Generic Name: nitroglycerin

Note: This page contains side effects data for the generic drug nitroglycerin. It is possible that some of the dosage forms included below may not apply to the brand name Nitrogard.

It is possible that some side effects of Nitrogard may not have been reported. These can be reported to the FDA here.
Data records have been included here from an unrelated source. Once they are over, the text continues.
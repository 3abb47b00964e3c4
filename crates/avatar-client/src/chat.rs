//! Chat completion service
//!
//! Request: a free-text user message plus an optional system prompt.
//! Response: a free-text reply. A transport or parse failure substitutes a
//! literal fallback string — the caller never sees a hard failure.

use async_trait::async_trait;
use serde::{Deserialize, Serialize};

use crate::ClientError;

/// Reply substituted on any chat-service failure.
pub const FALLBACK_REPLY: &str = "Sorry, something went wrong with the AI response.";

/// Conversational reply provider.
#[async_trait]
pub trait ChatService: Send + Sync {
    /// Produce a reply to `message`. Infallible by contract: failures
    /// degrade to a fallback reply inside the implementation.
    async fn reply(&self, message: &str, system_prompt: Option<&str>) -> String;
}

#[derive(Serialize)]
struct ChatMessage<'a> {
    role: &'a str,
    content: &'a str,
}

#[derive(Serialize)]
struct ChatRequest<'a> {
    model: &'a str,
    messages: Vec<ChatMessage<'a>>,
    stream: bool,
}

#[derive(Deserialize)]
struct ChatResponse {
    message: ResponseMessage,
}

#[derive(Deserialize)]
struct ResponseMessage {
    content: String,
}

/// Chat over an HTTP chat-completion endpoint.
pub struct HttpChatService {
    client: reqwest::Client,
    endpoint: String,
    model: String,
    api_key: Option<String>,
}

impl HttpChatService {
    pub fn new(endpoint: impl Into<String>, model: impl Into<String>, api_key: Option<String>) -> Self {
        Self {
            client: reqwest::Client::new(),
            endpoint: endpoint.into(),
            model: model.into(),
            api_key,
        }
    }

    async fn request(&self, message: &str, system_prompt: Option<&str>) -> Result<String, ClientError> {
        let mut messages = Vec::new();
        if let Some(prompt) = system_prompt {
            messages.push(ChatMessage { role: "system", content: prompt });
        }
        messages.push(ChatMessage { role: "user", content: message });

        let body = ChatRequest { model: &self.model, messages, stream: false };
        let mut request = self.client.post(&self.endpoint).json(&body);
        if let Some(key) = &self.api_key {
            request = request.bearer_auth(key);
        }

        let response: ChatResponse = request.send().await?.error_for_status()?.json().await?;
        if response.message.content.is_empty() {
            return Err(ClientError::Malformed("empty reply".to_string()));
        }
        Ok(response.message.content)
    }
}

#[async_trait]
impl ChatService for HttpChatService {
    async fn reply(&self, message: &str, system_prompt: Option<&str>) -> String {
        match self.request(message, system_prompt).await {
            Ok(reply) => reply,
            Err(e) => {
                tracing::error!(error = %e, "chat service failed, using fallback reply");
                FALLBACK_REPLY.to_string()
            }
        }
    }
}

/// Returns a fixed reply; for tests and offline runs.
pub struct FixedChatService {
    reply: String,
}

impl FixedChatService {
    pub fn new(reply: impl Into<String>) -> Self {
        Self { reply: reply.into() }
    }
}

#[async_trait]
impl ChatService for FixedChatService {
    async fn reply(&self, _message: &str, _system_prompt: Option<&str>) -> String {
        self.reply.clone()
    }
}
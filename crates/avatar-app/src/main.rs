//! Avatar agent entry point
//!
//! Loads settings, wires the HTTP service clients, and runs a line-based
//! chat loop against the animated avatar until EOF or ctrl-c.

use std::sync::Arc;

use tokio::io::{AsyncBufReadExt, BufReader};
use tracing_subscriber::EnvFilter;

use avatar_anim::JsonMotionSource;
use avatar_app::Session;
use avatar_client::{HttpChatService, HttpSpeechSynthesizer, VoiceParams};
use avatar_config::{load_settings, Settings};

#[tokio::main]
async fn main() -> Result<(), Box<dyn std::error::Error>> {
    let env = std::env::args().nth(1);
    let settings = load_settings(env.as_deref())?;

    init_tracing(&settings);
    tracing::info!("Starting avatar agent v{}", env!("CARGO_PKG_VERSION"));

    let chat = Arc::new(HttpChatService::new(
        &settings.chat.endpoint,
        &settings.chat.model,
        settings.chat.api_key.clone(),
    ));
    let tts = Arc::new(HttpSpeechSynthesizer::new(
        &settings.tts.endpoint,
        VoiceParams {
            ref_audio_path: settings.tts.ref_audio_path.clone(),
            text_lang: settings.tts.text_lang.clone(),
            prompt_text: settings.tts.prompt_text.clone(),
            prompt_lang: settings.tts.prompt_lang.clone(),
        },
    ));

    let session = Session::new(settings.clone(), chat, tts)?;
    let motions = JsonMotionSource::new(&settings.animation.clips_dir);
    session.load_motions(&motions);
    session.start();
    tracing::info!(session = %session.id(), "ready; type a message and press enter");

    let mut lines = BufReader::new(tokio::io::stdin()).lines();
    loop {
        tokio::select! {
            _ = tokio::signal::ctrl_c() => {
                tracing::info!("received ctrl-c, shutting down");
                break;
            }
            line = lines.next_line() => {
                match line? {
                    Some(line) if !line.trim().is_empty() => {
                        let reply = session.handle_message(line.trim()).await;
                        println!("{reply}");
                    }
                    Some(_) => {}
                    None => break,
                }
            }
        }
    }

    session.shutdown();
    Ok(())
}

fn init_tracing(settings: &Settings) {
    let filter = EnvFilter::try_from_default_env()
        .or_else(|_| EnvFilter::try_new(&settings.observability.log_level))
        .unwrap_or_else(|_| EnvFilter::new("info"));
    tracing_subscriber::fmt().with_env_filter(filter).init();
}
Always consult a healthcare professional for medical advice.

For the Consumer

Applies to nitroglycerin: capsule extended release, spray, tablet, tablet extended release

As well as its needed effects, nitroglycerin (the active ingredient contained in Nitrogard) may cause unwanted side effects that require medical attention.

If any of the following side effects occur while taking nitroglycerin, check with your doctor immediately:

Less common
  • Bloating or swelling of the face, arms, hands, lower legs, or feet
  • burning, crawling, itching, numbness, prickling, "pins and needles", or tingling feelings
  • difficult or labored breathing
  • feeling faint, dizzy, or lightheadedness
  • feeling of warmth or heat
  • flushing or redness of the skin, especially on the face and neck
  • headache
  • rapid weight gain
  • shortness of breath
  • sweating
  • tightness in the chest
  • tingling of the hands or feet
  • unusual weight gain or loss
  • wheezing
Rare
  • Bluish-colored lips, fingernails, or palms
  • dark urine
  • fever
  • pale skin
  • rapid heart rate
  • sore throat
  • unusual bleeding or bruising
  • unusual tiredness or weakness
Incidence not known
  • Arm, back, or jaw pain
  • blurred vision
  • chest pain or discomfort
  • chest tightness or heaviness
  • confusion
  • cough
  • cracks in the skin
  • difficulty with swallowing
  • dizziness, faintness, or lightheadedness when getting up suddenly from a lying or sitting position
  • fainting
  • fast, irregular, pounding, or racing heartbeat or pulse
  • feeling of constant movement of self or surroundings
  • feeling of warmth
  • hives
  • increased sweating
  • itching
  • loss of heat from the body
  • nausea or vomiting
  • puffiness or swelling of the eyelids or around the eyes, face, lips, or tongue
  • rash
  • red, swollen skin
  • redness of the face, neck, arms, and occasionally, upper chest
  • scaly skin
  • sensation of spinning
  • skin rash
  • weakness

If any of the following symptoms of overdose occur while taking nitroglycerin, get emergency help immediately:

Symptoms of overdose
  • Blurred or loss of vision
  • bulging soft spot on the head of an infant
  • change in consciousness
  • change in the ability to see colors, especially blue or yellow
  • cold, clammy skin
  • disturbed color perception
  • double vision
  • flushed skin
  • halos around lights
  • headache, severe and throbbing
  • increased sweating
  • loss of appetite
  • loss of consciousness
  • night blindness
  • overbright appearance of lights
  • paralysis
  • slow or irregular heartbeat
  • tunnel vision

Some nitroglycerin side effects may not need any medical attention. As your body gets used to the medicine these side effects may disappear. Your health care professional may be able to help you prevent or reduce these side effects, but do check with them if any of the following side effects continue, or if you are concerned about them:

Less common
  • Abdominal or stomach pain
  • body aches or pain
  • congestion
  • hoarseness
  • lack or loss of strength
  • runny nose
  • sneezing
  • stuffy nose
  • tender, swollen glands in the neck
  • voice changes

For Healthcare Professionals

Applies to nitroglycerin: buccal tablet extended release, intravenous solution, oral capsule extended release, rectal ointment, sublingual spray, sublingual tablet, transdermal film extended release, transdermal ointment

Nervous system

Nervous system side effects commonly include headaches and lightheadedness in 2 to 50% of patients, which may be severe, but may become less intense after 2 weeks of therapy. Some intravenous preparations of nitroglycerin (the active ingredient contained in Nitrogard) contain alcohol. Rare cases of alcohol intoxication have been reported in some patients after prolonged, high dose administration of intravenous nitroglycerin.[Ref]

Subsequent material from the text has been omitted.